Search code examples
pythonctypes

Python ctypes and mutability


I noticed that passing Python objects to native code with ctypes can break mutability expectations.

For example, if I have a C function like:

int print_and_mutate(char *str)
{
    str[0] = 'X';
    return printf("%s\n", str);
}

and I call it like this:

from ctypes import *
lib = cdll.LoadLibrary("foo.so")

s = b"asdf"
lib.print_and_mutate(s)

The value of s changed, and is now b"Xsdf".

The Python docs say "You should be careful, however, not to pass them to functions expecting pointers to mutable memory.".

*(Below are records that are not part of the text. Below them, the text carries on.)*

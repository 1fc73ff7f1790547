//! Seeded holdout splits of interaction data.
//!
//! Users are partitioned into train, validation and test blocks; within
//! the validation and test blocks each row's interactions are further split
//! into a learning part and a held-out part.
use std::collections::HashMap;

use itertools::Itertools;
use rand::seq::SliceRandom;
use rand::SeedableRng;
use rand_xorshift::XorShiftRng;
use rayon::prelude::*;
use serde::{Deserialize, Serialize};
use tracing::debug;

use super::data::{Block, Dataset, InteractionMatrix, InteractionTable, UserRow, UserTrainTestInteractionPair};
use super::{derive_seed, ConfigurationError, ItemId};

/// User and interaction ratios of a user holdout split.
#[derive(Clone, Copy, Debug, PartialEq, Serialize, Deserialize)]
#[serde(default)]
pub struct HoldoutRatios {
    /// Fraction of users placed in the validation block.
    pub val_user_ratio: f64,
    /// Fraction of users placed in the test block.
    pub test_user_ratio: f64,
    /// Fraction of each validation user's interactions held out.
    pub heldout_ratio_val: f64,
    /// Fraction of each test user's interactions held out.
    pub heldout_ratio_test: f64,
}

impl Default for HoldoutRatios {
    fn default() -> Self {
        HoldoutRatios {
            val_user_ratio: 0.1,
            test_user_ratio: 0.1,
            heldout_ratio_val: 0.5,
            heldout_ratio_test: 0.5,
        }
    }
}

impl HoldoutRatios {
    /// Check every ratio lies in `[0, 1)` and the user ratios leave room
    /// for training users.
    pub fn validate(&self) -> Result<(), ConfigurationError> {
        check_ratio("val_user_ratio", self.val_user_ratio)?;
        check_ratio("test_user_ratio", self.test_user_ratio)?;
        check_ratio("heldout_ratio_val", self.heldout_ratio_val)?;
        check_ratio("heldout_ratio_test", self.heldout_ratio_test)?;

        let sum = self.val_user_ratio + self.test_user_ratio;
        if sum >= 1.0 {
            return Err(ConfigurationError::RatioSumTooLarge { sum });
        }

        Ok(())
    }
}

fn check_ratio(name: &'static str, value: f64) -> Result<(), ConfigurationError> {
    if value.is_finite() && (0.0..1.0).contains(&value) {
        Ok(())
    } else {
        Err(ConfigurationError::InvalidRatio { name, value })
    }
}

/// Split every row of `interactions` into a learning part and a held-out
/// part of `floor(test_ratio * row_nnz)` entries.
///
/// Rows draw their permutation from independent streams keyed by `seed`
/// and the row index, so the result does not depend on thread scheduling.
/// The two returned matrices have the shape of `interactions`, disjoint
/// supports, and sum to `interactions`.
pub fn rowwise_split(
    interactions: &InteractionMatrix,
    test_ratio: f64,
    seed: u64,
) -> Result<(InteractionMatrix, InteractionMatrix), ConfigurationError> {
    check_ratio("test_ratio", test_ratio)?;

    let rows: Vec<UserRow> = interactions.iter_users().collect();
    let (train_rows, test_rows): (Vec<_>, Vec<_>) = rows
        .par_iter()
        .map(|row| split_row(row, test_ratio, seed))
        .collect::<Vec<_>>()
        .into_iter()
        .unzip();

    let num_items = interactions.num_items();

    Ok((
        InteractionMatrix::from_sorted_rows(num_items, train_rows),
        InteractionMatrix::from_sorted_rows(num_items, test_rows),
    ))
}

type Row = Vec<(ItemId, f64)>;

fn split_row(row: &UserRow, test_ratio: f64, seed: u64) -> (Row, Row) {
    let nnz = row.len();
    let num_test = (test_ratio * nnz as f64).floor() as usize;

    if num_test == 0 {
        return (row.entries().collect(), Vec::new());
    }

    let mut rng = XorShiftRng::seed_from_u64(derive_seed(seed, row.user_id as u64));
    let mut positions: Vec<usize> = (0..nnz).collect();
    positions.shuffle(&mut rng);

    let mut is_test = vec![false; nnz];
    for &position in &positions[..num_test] {
        is_test[position] = true;
    }

    let (test, train): (Row, Row) = row
        .entries()
        .zip(is_test)
        .partition_map(|(entry, test)| {
            if test {
                itertools::Either::Left(entry)
            } else {
                itertools::Either::Right(entry)
            }
        });

    (train, test)
}

/// Partition the users of `table` into train, validation and test blocks
/// and hold out part of each validation and test user's interactions.
///
/// Items are indexed by their sorted-unique external ids, shared by all
/// blocks and available as [`Dataset::item_ids`]. Repeated `(user, item)`
/// records are summed.
pub fn user_holdout_split(
    table: &InteractionTable,
    ratios: &HoldoutRatios,
    seed: u64,
) -> Result<Dataset, ConfigurationError> {
    ratios.validate()?;

    if table.is_empty() {
        return Err(ConfigurationError::EmptyTable);
    }

    let item_ids: Vec<String> = table
        .iter()
        .map(|(_, item)| item)
        .sorted()
        .dedup()
        .map(str::to_owned)
        .collect();
    let item_index: HashMap<&str, ItemId> = item_ids
        .iter()
        .enumerate()
        .map(|(idx, item)| (item.as_str(), idx))
        .collect();

    let mut user_rows: HashMap<&str, Row> = HashMap::new();
    for (user, item) in table.iter() {
        user_rows
            .entry(user)
            .or_default()
            .push((item_index[item], 1.0));
    }

    let mut users: Vec<&str> = user_rows.keys().cloned().sorted().collect();
    let mut rng = XorShiftRng::seed_from_u64(seed);
    users.shuffle(&mut rng);

    let n_users = users.len();
    let n_val = block_size(Block::Val, ratios.val_user_ratio, n_users)?;
    let n_test = block_size(Block::Test, ratios.test_user_ratio, n_users)?.min(n_users - n_val);

    let (val_users, rest) = users.split_at(n_val);
    let (test_users, train_users) = rest.split_at(n_test);

    let block_matrix = |block_users: &[&str]| -> InteractionMatrix {
        let rows = block_users
            .iter()
            .map(|user| {
                let mut row = user_rows.get(user).cloned().unwrap_or_default();
                row.sort_by_key(|entry| entry.0);
                row.into_iter()
                    .coalesce(|x, y| {
                        if x.0 == y.0 {
                            Ok((x.0, x.1 + y.1))
                        } else {
                            Err((x, y))
                        }
                    })
                    .collect()
            })
            .collect();
        InteractionMatrix::from_sorted_rows(item_ids.len(), rows)
    };
    let owned_ids = |block_users: &[&str]| -> Vec<String> {
        block_users.iter().map(|user| user.to_string()).collect()
    };

    // Train users keep everything as learning input.
    let train = UserTrainTestInteractionPair::from_parts(
        owned_ids(train_users),
        block_matrix(train_users),
        InteractionMatrix::zeros(train_users.len(), item_ids.len()),
    );

    let (val_train, val_test) = rowwise_split(
        &block_matrix(val_users),
        ratios.heldout_ratio_val,
        derive_seed(seed, 1),
    )?;
    let val = UserTrainTestInteractionPair::from_parts(owned_ids(val_users), val_train, val_test);

    let (test_train, test_test) = rowwise_split(
        &block_matrix(test_users),
        ratios.heldout_ratio_test,
        derive_seed(seed, 2),
    )?;
    let test = UserTrainTestInteractionPair::from_parts(owned_ids(test_users), test_train, test_test);

    debug!(
        n_users,
        n_items = item_ids.len(),
        n_train_users = train.n_users(),
        n_val_users = val.n_users(),
        n_test_users = test.n_users(),
        val_heldout = val.x_test().nnz(),
        test_heldout = test.x_test().nnz(),
        "Split interactions by user"
    );

    Ok(Dataset::from_parts(train, val, test, item_ids))
}

fn block_size(block: Block, ratio: f64, n_users: usize) -> Result<usize, ConfigurationError> {
    let size = (ratio * n_users as f64).round() as usize;

    if ratio > 0.0 && size == 0 {
        return Err(ConfigurationError::EmptyBlock {
            block,
            ratio,
            n_users,
        });
    }

    Ok(size.min(n_users))
}
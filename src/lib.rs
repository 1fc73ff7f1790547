#![deny(missing_docs)]
//! # rectune
//!
//! `rectune` evaluates and tunes implicit-feedback recommenders offline:
//! it splits sparse interaction data into seeded holdout blocks, scores
//! recommenders with ranking and diversity metrics at several cutoffs, and
//! runs a pruning-aware hyperparameter search over any model implementing
//! the [`Recommender`] capability.
//!
//! ## Example
//! Tune nothing (the popularity baseline has no hyperparameters) but run the
//! whole pipeline on a toy table:
//!
//! ```rust
//! use rectune::data::{Block, InteractionTable};
//! use rectune::evaluation::{Evaluator, EvaluatorConfig};
//! use rectune::models::popularity::TopPopBuilder;
//! use rectune::optimization::{Optimizer, OptimizerConfig, RandomSampler, SearchSpace};
//! use rectune::split::{user_holdout_split, HoldoutRatios};
//!
//! let mut table = InteractionTable::new();
//! for user in 0..20 {
//!     for item in 0..(user % 7 + 3) {
//!         table.push(format!("u{}", user), format!("i{}", item));
//!     }
//! }
//!
//! let ratios = HoldoutRatios {
//!     val_user_ratio: 0.2,
//!     test_user_ratio: 0.2,
//!     heldout_ratio_val: 0.5,
//!     heldout_ratio_test: 0.5,
//! };
//! let dataset = user_holdout_split(&table, &ratios, 42).unwrap();
//!
//! let evaluator = Evaluator::new(
//!     dataset.val().x_test().clone(),
//!     dataset.offset(Block::Val),
//!     EvaluatorConfig::default(),
//! )
//! .unwrap();
//!
//! let mut optimizer = Optimizer::new(
//!     TopPopBuilder,
//!     dataset.training_matrix(Block::Val),
//!     &evaluator,
//!     RandomSampler::new(42),
//! )
//! .search_space(SearchSpace::new())
//! .config(OptimizerConfig {
//!     n_trials: 1,
//!     ..OptimizerConfig::default()
//! });
//!
//! let result = optimizer.optimize().unwrap();
//! println!("Best ndcg@10 {}", result.best_value);
//! ```
use std::hash::Hasher;
use std::ops::Range;
use std::sync::Arc;

use serde::{Deserialize, Serialize};
use siphasher::sip::SipHasher;
use thiserror::Error;

pub mod config;
pub mod data;
pub mod evaluation;
pub mod models;
pub mod optimization;
pub mod split;

use data::{Block, InteractionMatrix};
use optimization::Assignment;

/// Alias for user (row) indices.
pub type UserId = usize;
/// Alias for item (column) indices.
pub type ItemId = usize;
/// Alias for trial identifiers.
pub type TrialId = usize;
/// Dense score matrix: one row per user, one column per item.
pub type ScoreMatrix = ndarray::Array2<f64>;

/// Invalid arguments supplied by the caller. Never retried.
#[derive(Debug, Error)]
pub enum ConfigurationError {
    /// A ratio outside `[0, 1)` or not finite.
    #[error("Invalid ratio {name} = {value}: expected a finite value in [0, 1).")]
    InvalidRatio {
        /// Name of the offending ratio.
        name: &'static str,
        /// The value supplied.
        value: f64,
    },
    /// Validation and test user ratios leave no room for training users.
    #[error("User ratios sum to {sum}, which must be below 1.")]
    RatioSumTooLarge {
        /// Sum of the user ratios.
        sum: f64,
    },
    /// A block was requested with a positive ratio but rounds to zero users.
    #[error("The {block} block would contain 0 of {n_users} users, but ratio {ratio} asks for a nonempty block.")]
    EmptyBlock {
        /// The block that came out empty.
        block: Block,
        /// Requested user ratio.
        ratio: f64,
        /// Total number of users available.
        n_users: usize,
    },
    /// The interaction table has no rows.
    #[error("The interaction table is empty.")]
    EmptyTable,
    /// A cutoff of zero.
    #[error("Cutoffs must be positive, got {0}.")]
    InvalidCutoff(usize),
    /// A malformed search-space entry.
    #[error("Invalid search space for parameter `{name}`: {reason}")]
    InvalidSearchSpace {
        /// Parameter name.
        name: String,
        /// What is wrong with it.
        reason: String,
    },
    /// A parameter that is both fixed and searched over.
    #[error("Parameter `{0}` is both fixed and part of the search space.")]
    FixedParamConflict(String),
    /// Invalid optimizer or pruner settings.
    #[error("Invalid optimizer configuration: {0}")]
    InvalidOptimizerConfig(String),
    /// The rayon thread pool could not be created.
    #[error("Cannot build thread pool: {0}")]
    ThreadPool(String),
}

/// Errors raised while building or combining interaction data.
#[derive(Debug, Error)]
pub enum DataError {
    /// A triplet addresses a cell outside the matrix shape.
    #[error("Entry ({row}, {col}) lies outside a {n_rows}x{n_cols} matrix.")]
    OutOfBounds {
        /// Row index.
        row: usize,
        /// Column index.
        col: usize,
        /// Number of rows of the matrix.
        n_rows: usize,
        /// Number of columns of the matrix.
        n_cols: usize,
    },
    /// Interaction weights must be finite and nonnegative.
    #[error("Invalid interaction weight {value} at ({row}, {col}).")]
    InvalidValue {
        /// Row index.
        row: usize,
        /// Column index.
        col: usize,
        /// The rejected weight.
        value: f64,
    },
    /// Two operands do not have compatible shapes.
    #[error("Shape mismatch: expected {expected}, got {actual}.")]
    ShapeMismatch {
        /// Expected shape description.
        expected: String,
        /// Actual shape description.
        actual: String,
    },
    /// Train and test parts of a holdout pair overlap.
    #[error("Train and test interactions overlap.")]
    OverlappingSupport,
    /// A requested CSV column is absent.
    #[error("Column `{0}` not found in CSV header.")]
    MissingColumn(String),
    /// CSV parsing failure.
    #[error(transparent)]
    Csv(#[from] csv::Error),
    /// I/O failure.
    #[error(transparent)]
    Io(#[from] std::io::Error),
}

/// Prediction error types.
#[derive(Debug, Error)]
pub enum PredictionError {
    /// Failed prediction due to numerical issues.
    #[error("Invalid prediction value: not a number.")]
    InvalidPredictionValue,
    /// Scores were requested before the model was fitted.
    #[error("Model must be fitted first.")]
    NotFitted,
    /// Users outside the model's training rows were requested.
    #[error("Users {start}..{end} are outside the {num_users} users known to the model.")]
    UnknownUsers {
        /// First requested user.
        start: UserId,
        /// One past the last requested user.
        end: UserId,
        /// Number of users the model was trained on.
        num_users: usize,
    },
    /// Input has a different item count from the model.
    #[error("Input has {actual} items but the model knows {expected}.")]
    ItemCountMismatch {
        /// Number of items known to the model.
        expected: usize,
        /// Number of items in the input.
        actual: usize,
    },
}

/// Fitting error types.
#[derive(Debug, Error)]
pub enum FittingError {
    /// No interactions to learn from.
    #[error("No interactions to fit on.")]
    NoInteractions,
    /// The training loss stopped being finite.
    #[error("Training diverged: loss is no longer finite.")]
    Diverged,
    /// A hyperparameter is missing its expected type or range.
    #[error("Invalid hyperparameter `{name}`: {reason}")]
    InvalidHyperparameter {
        /// Parameter name.
        name: String,
        /// What is wrong with it.
        reason: String,
    },
}

/// Errors raised while scoring a recommender against ground truth.
#[derive(Debug, Error)]
pub enum EvaluationError {
    /// Score and ground-truth column spaces differ.
    #[error("Scores have {actual} columns but the ground truth has {expected}.")]
    ColumnMismatch {
        /// Ground-truth column count.
        expected: usize,
        /// Score column count.
        actual: usize,
    },
    /// The evaluated block does not fit inside the scored rows.
    #[error("Rows {offset}..{end} exceed the {n_rows} rows available for scoring.")]
    RowRangeOutOfBounds {
        /// First evaluated row.
        offset: usize,
        /// One past the last evaluated row.
        end: usize,
        /// Rows available.
        n_rows: usize,
    },
    /// The recommender returned a block of the wrong shape.
    #[error("Expected a {expected_rows}x{expected_cols} score block, got {rows}x{cols}.")]
    ScoreShape {
        /// Expected rows.
        expected_rows: usize,
        /// Expected columns.
        expected_cols: usize,
        /// Rows returned.
        rows: usize,
        /// Columns returned.
        cols: usize,
    },
    /// Invalid evaluation settings.
    #[error(transparent)]
    Configuration(#[from] ConfigurationError),
    /// Inconsistent evaluation inputs.
    #[error(transparent)]
    Data(#[from] DataError),
    /// The recommender could not produce scores.
    #[error(transparent)]
    Prediction(#[from] PredictionError),
}

/// Failure of a single trial. Isolated by the optimizer.
#[derive(Debug, Error)]
pub enum TrialError {
    /// Model construction or fitting failed.
    #[error("fitting failed: {0}")]
    Fitting(#[from] FittingError),
    /// Scoring the model failed.
    #[error("evaluation failed: {0}")]
    Evaluation(#[from] EvaluationError),
    /// The recommender panicked.
    #[error("recommender panicked: {0}")]
    Panicked(String),
    /// The target metric came out as not-a-number.
    #[error("target metric is NaN")]
    NanTarget,
}

/// Errors that abort a whole optimization run.
#[derive(Debug, Error)]
pub enum OptimizationError {
    /// The run was misconfigured.
    #[error(transparent)]
    Configuration(#[from] ConfigurationError),
    /// Every trial was pruned or failed.
    #[error("No successful trial among {n_trials} trials: every trial was pruned or failed.")]
    NoSuccessfulTrial {
        /// Number of trials that ran.
        n_trials: usize,
    },
}

/// Outcome of one training step.
#[derive(Clone, Copy, Debug, PartialEq, Eq, Serialize, Deserialize)]
pub struct StepStatus {
    /// Training has reached its natural end.
    pub done: bool,
    /// The model is in a state worth validating.
    pub intermediate_metric_ready: bool,
}

impl StepStatus {
    /// Training finished; the model is ready to be scored.
    pub fn finished() -> Self {
        StepStatus {
            done: true,
            intermediate_metric_ready: true,
        }
    }

    /// Training continues and the current state should be validated.
    pub fn validate() -> Self {
        StepStatus {
            done: false,
            intermediate_metric_ready: true,
        }
    }

    /// Training continues without validation at this step.
    pub fn running() -> Self {
        StepStatus {
            done: false,
            intermediate_metric_ready: false,
        }
    }
}

/// Per-trial information handed to a [`RecommenderBuilder`].
#[derive(Clone, Copy, Debug, PartialEq, Eq, Serialize, Deserialize)]
pub struct TrialContext {
    /// Identifier of the trial being built.
    pub trial_id: TrialId,
    /// Seed of the trial's own random stream.
    pub seed: u64,
    /// Number of threads the recommender may use.
    pub n_threads: usize,
}

/// Trait describing recommenders that can be fitted and scored.
///
/// Training goes through [`Recommender::step`]: single-shot models do all
/// their work in the first step and report `done`, iterative models advance
/// by one unit (an epoch, say) per step. Scoring goes through
/// [`Recommender::get_score_block`]; the remaining scoring methods derive
/// from it.
pub trait Recommender {
    /// Rows of the training matrix.
    fn num_users(&self) -> usize;
    /// Columns of the training matrix.
    fn num_items(&self) -> usize;
    /// The matrix the model is trained on.
    fn training_matrix(&self) -> &InteractionMatrix;
    /// Advance training by one step.
    fn step(&mut self) -> Result<StepStatus, FittingError>;
    /// Raw scores for the training users in `users`.
    fn get_score_block(&self, users: Range<UserId>) -> Result<ScoreMatrix, PredictionError>;
    /// Raw scores for users absent from the training matrix, given their
    /// known interactions.
    fn get_score_cold_user(&self, input: &InteractionMatrix)
        -> Result<ScoreMatrix, PredictionError>;

    /// Train to completion.
    fn fit(&mut self) -> Result<(), FittingError> {
        while !self.step()?.done {}
        Ok(())
    }

    /// Raw scores for every training user.
    fn get_score(&self) -> Result<ScoreMatrix, PredictionError> {
        self.get_score_block(0..self.num_users())
    }

    /// Scores for `users`, with items they were trained on set to negative
    /// infinity.
    fn get_score_remove_seen_block(
        &self,
        users: Range<UserId>,
    ) -> Result<ScoreMatrix, PredictionError> {
        let mut scores = self.get_score_block(users.clone())?;
        check_block_shape(&scores, users.len(), self.num_items())?;
        self.training_matrix().mask_scores(&mut scores, users.start);
        Ok(scores)
    }

    /// Scores for every training user with seen items masked.
    fn get_score_remove_seen(&self) -> Result<ScoreMatrix, PredictionError> {
        self.get_score_remove_seen_block(0..self.num_users())
    }

    /// Cold-user scores with the input interactions masked.
    fn get_score_cold_user_remove_seen(
        &self,
        input: &InteractionMatrix,
    ) -> Result<ScoreMatrix, PredictionError> {
        let mut scores = self.get_score_cold_user(input)?;
        check_block_shape(&scores, input.num_users(), input.num_items())?;
        input.mask_scores(&mut scores, 0);
        Ok(scores)
    }
}

fn check_block_shape(
    scores: &ScoreMatrix,
    rows: usize,
    cols: usize,
) -> Result<(), PredictionError> {
    if scores.ncols() != cols {
        return Err(PredictionError::ItemCountMismatch {
            expected: cols,
            actual: scores.ncols(),
        });
    }
    if scores.nrows() != rows {
        return Err(PredictionError::UnknownUsers {
            start: 0,
            end: rows,
            num_users: scores.nrows(),
        });
    }
    Ok(())
}

/// Factory building a fresh [`Recommender`] for each trial.
pub trait RecommenderBuilder: Sync {
    /// The recommender type built.
    type Model: Recommender;
    /// Build an unfitted model over `train` with hyperparameters `params`.
    fn build(
        &self,
        train: Arc<InteractionMatrix>,
        params: &Assignment,
        context: &TrialContext,
    ) -> Result<Self::Model, FittingError>;
}

impl<F, M> RecommenderBuilder for F
where
    F: Fn(Arc<InteractionMatrix>, &Assignment, &TrialContext) -> Result<M, FittingError> + Sync,
    M: Recommender,
{
    type Model = M;

    fn build(
        &self,
        train: Arc<InteractionMatrix>,
        params: &Assignment,
        context: &TrialContext,
    ) -> Result<M, FittingError> {
        self(train, params, context)
    }
}

/// Derive an independent seed for `stream` from a run seed.
pub(crate) fn derive_seed(seed: u64, stream: u64) -> u64 {
    let mut hasher = SipHasher::new_with_keys(seed, 0x7265_6374_756e_6521);
    hasher.write_u64(stream);
    hasher.finish()
}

Is this only because it breaks expectations of which types are immutable, or can something else break as a result? In other words, if I go in with the clear understanding that my original bytes object will change, even though normally bytes are immutable, is that OK or will I get some kind of nasty surprise later if I don't use create_string_buffer like I'm supposed to?


Solution

  • Python makes assumptions about immutable objects, so mutating them will definitely break things. Here's a concrete example:

    >>> import ctypes as c
    >>> x = b'abc'          # immutable string
    >>> d = {x:123}         # Used as key in dictionary (keys must be hashable/immutable)
    >>> d
    {b'abc': 123}
    

    Now build a ctypes mutable buffer to the immutable object. id(x) in CPython is the memory address of the Python object and sys.getsizeof() returns the size of that object. PyBytes objects have some overhead, but the end of the object has the bytes of the string.

    >>> sys.getsizeof(x)
    36
    >>> px=(c.c_char*36).from_address(id(x))
    >>> px.raw
    b'\x02\x00\x00\x00\x00\x00\x00\x000\x8fq\x0b\xfc\x7f\x00\x00\x03\x00\x00\x00\x00\x00\x00\x00\xf0\x06\xe61\xeb\x00\x1b\xa9abc\x00'
    >>> px.raw[-4:]  # last bytes of the object
    b'abc\x00'
    >>> px[-4]
    b'a'
    >>> px[-4] = b'y'  # Mutate the ctypes buffer, mutating the "immutable" string
    >>> x              # Now it has a modified value.
    b'ybc'
    

    Now try to access the key in the dictionary. Keys are located in O(1) time using its hash, but the hash was on the original, "immutable" value so it is incorrect. The key can no longer be found by old or new value:

    >>> d           # Note that dictionary key changed, too.
    {b'ybc': 123}
    >>> d[b'ybc']   # Try to access the key
    Traceback (most recent call last):
      File "<stdin>", line 1, in <module>
    KeyError: b'ybc'
    >>> d[b'abc']   # Maybe original key will work? It hashes same as the original...
    Traceback (most recent call last):
      File "<stdin>", line 1, in <module>
    KeyError: b'abc'